//! Database connection management

use sqlx::{PgPool, Postgres, Transaction, migrate::Migrator, postgres::PgPoolOptions};

/// Schema migrations bundled with the binary.
pub static MIGRATOR: Migrator = sqlx::migrate!("./migrations");

#[derive(Debug, Clone)]
pub struct Db {
    pool: PgPool,
}

impl Db {
    #[must_use]
    pub fn new(pool: PgPool) -> Self {
        Self { pool }
    }

    /// Begin a transaction.
    ///
    /// # Errors
    ///
    /// Returns an error when a connection cannot be acquired or the transaction cannot start.
    pub async fn begin(&self) -> Result<Transaction<'static, Postgres>, sqlx::Error> {
        self.pool.begin().await
    }
}

/// Connections held by one-shot CLI commands.
pub const CLI_MAX_CONNECTIONS: u32 = 1;

/// Open a `PostgreSQL` pool holding at most `max_connections` connections.
///
/// # Errors
///
/// Returns an error if the first connection cannot be established.
pub async fn connect(database_url: &str, max_connections: u32) -> Result<PgPool, sqlx::Error> {
    PgPoolOptions::new()
        .max_connections(max_connections.max(1))
        .connect(database_url)
        .await
}

/// Apply any pending migrations.
///
/// # Errors
///
/// Returns an error when a migration fails to apply.
pub async fn migrate(pool: &PgPool) -> Result<(), sqlx::migrate::MigrateError> {
    MIGRATOR.run(pool).await
}
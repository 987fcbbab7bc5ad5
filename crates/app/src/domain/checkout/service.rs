//! Checkout service.

use std::{fmt, sync::Arc};

use async_trait::async_trait;
use mockall::automock;
use storefront::{
    cart::Cart,
    checkout::CheckoutForm,
    currency::StoreCurrency,
    orders::{Customer, OrderDraft},
};
use tracing::info;

use crate::domain::{
    checkout::errors::CheckoutServiceError,
    orders::{OrdersService, models::Order},
};

/// Turns a validated cart into a persisted order.
pub struct StoreCheckoutService {
    orders: Arc<dyn OrdersService>,
    currency: StoreCurrency,
}

impl StoreCheckoutService {
    #[must_use]
    pub fn new(orders: Arc<dyn OrdersService>, currency: StoreCurrency) -> Self {
        Self { orders, currency }
    }
}

impl fmt::Debug for StoreCheckoutService {
    fn fmt(&self, f: &mut fmt::Formatter<'_>) -> fmt::Result {
        f.debug_struct("StoreCheckoutService")
            .field("currency", &self.currency)
            .finish_non_exhaustive()
    }
}

#[async_trait]
impl CheckoutService for StoreCheckoutService {
    async fn place_order(
        &self,
        customer: Customer,
        cart: Cart,
        form: CheckoutForm,
    ) -> Result<Order, CheckoutServiceError> {
        let checkout = form.validate()?;
        let draft = OrderDraft::from_cart(&customer, &cart, checkout, self.currency)?;

        let order = self.orders.place_order(draft).await?;

        info!(
            order = %order.uuid,
            customer = %customer.uuid,
            items = order.items.len(),
            "order placed"
        );

        Ok(order)
    }
}

#[automock]
#[async_trait]
pub trait CheckoutService: Send + Sync {
    /// Validate the form and persist the cart as a new order.
    ///
    /// Clearing the cart is left to the caller, which owns its storage.
    async fn place_order(
        &self,
        customer: Customer,
        cart: Cart,
        form: CheckoutForm,
    ) -> Result<Order, CheckoutServiceError>;
}
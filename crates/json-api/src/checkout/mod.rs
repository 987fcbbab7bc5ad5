//! Checkout

pub(crate) mod errors;
pub(crate) mod handlers;

pub(crate) use handlers::*;
//! Pricing

use rust_decimal::Decimal;
use thiserror::Error;

/// Largest quantity a line may hold; order items store it as a 32-bit integer.
pub const MAX_QUANTITY: u32 = i32::MAX.unsigned_abs();

/// Largest line or grand total an order can store (`NUMERIC(12, 2)`).
pub const MAX_AMOUNT: Decimal = Decimal::from_parts(3_567_587_327, 232, 0, false, 2);

/// Errors that can occur while calculating line and grand totals.
#[derive(Debug, Error, PartialEq, Eq)]
pub enum PricingError {
    /// An amount was negative.
    #[error("amount {0} is negative")]
    NegativeAmount(Decimal),

    /// Decimal arithmetic overflowed.
    #[error("amount overflowed while calculating totals")]
    Overflow,

    /// A quantity is above [`MAX_QUANTITY`].
    #[error("quantity {0} exceeds the maximum of {MAX_QUANTITY}")]
    QuantityTooLarge(u32),

    /// A total is above [`MAX_AMOUNT`].
    #[error("total {0} exceeds the maximum of {MAX_AMOUNT}")]
    AmountTooLarge(Decimal),
}

impl PricingError {
    /// Whether the error comes from caller input crossing a storage limit
    /// rather than from bad stored prices.
    #[must_use]
    pub fn is_limit(&self) -> bool {
        matches!(self, Self::QuantityTooLarge(_) | Self::AmountTooLarge(_))
    }
}

fn within_limit(amount: Decimal) -> Result<Decimal, PricingError> {
    if amount > MAX_AMOUNT {
        return Err(PricingError::AmountTooLarge(amount));
    }

    Ok(amount)
}

/// Calculates `quantity × unit_amount` for a single line.
///
/// # Errors
///
/// - [`PricingError::NegativeAmount`]: the unit amount is below zero.
/// - [`PricingError::QuantityTooLarge`]: `quantity` is above [`MAX_QUANTITY`].
/// - [`PricingError::AmountTooLarge`]: the total is above [`MAX_AMOUNT`].
/// - [`PricingError::Overflow`]: the multiplication overflowed.
pub fn line_total(quantity: u32, unit_amount: Decimal) -> Result<Decimal, PricingError> {
    if unit_amount < Decimal::ZERO {
        return Err(PricingError::NegativeAmount(unit_amount));
    }

    if quantity > MAX_QUANTITY {
        return Err(PricingError::QuantityTooLarge(quantity));
    }

    let total = unit_amount
        .checked_mul(Decimal::from(quantity))
        .ok_or(PricingError::Overflow)?;

    within_limit(total)
}

/// Sums a list of line totals into a grand total.
///
/// An empty list sums to zero.
///
/// # Errors
///
/// - [`PricingError::AmountTooLarge`]: the sum is above [`MAX_AMOUNT`].
/// - [`PricingError::Overflow`]: the sum overflowed.
pub fn grand_total<I>(totals: I) -> Result<Decimal, PricingError>
where
    I: IntoIterator<Item = Decimal>,
{
    let sum = totals
        .into_iter()
        .try_fold(Decimal::ZERO, |acc, total| acc.checked_add(total))
        .ok_or(PricingError::Overflow)?;

    within_limit(sum)
}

------------------------------

* _Work instruction_: Reproduce every line of the listing above in which the string "migrate" appears.

* _Exercise response_:
use sqlx::{PgPool, Postgres, Transaction, migrate::Migrator, postgres::PgPoolOptions};
pub static MIGRATOR: Migrator = sqlx::migrate!("./migrations");
pub async fn migrate(pool: &PgPool) -> Result<(), sqlx::migrate::MigrateError> {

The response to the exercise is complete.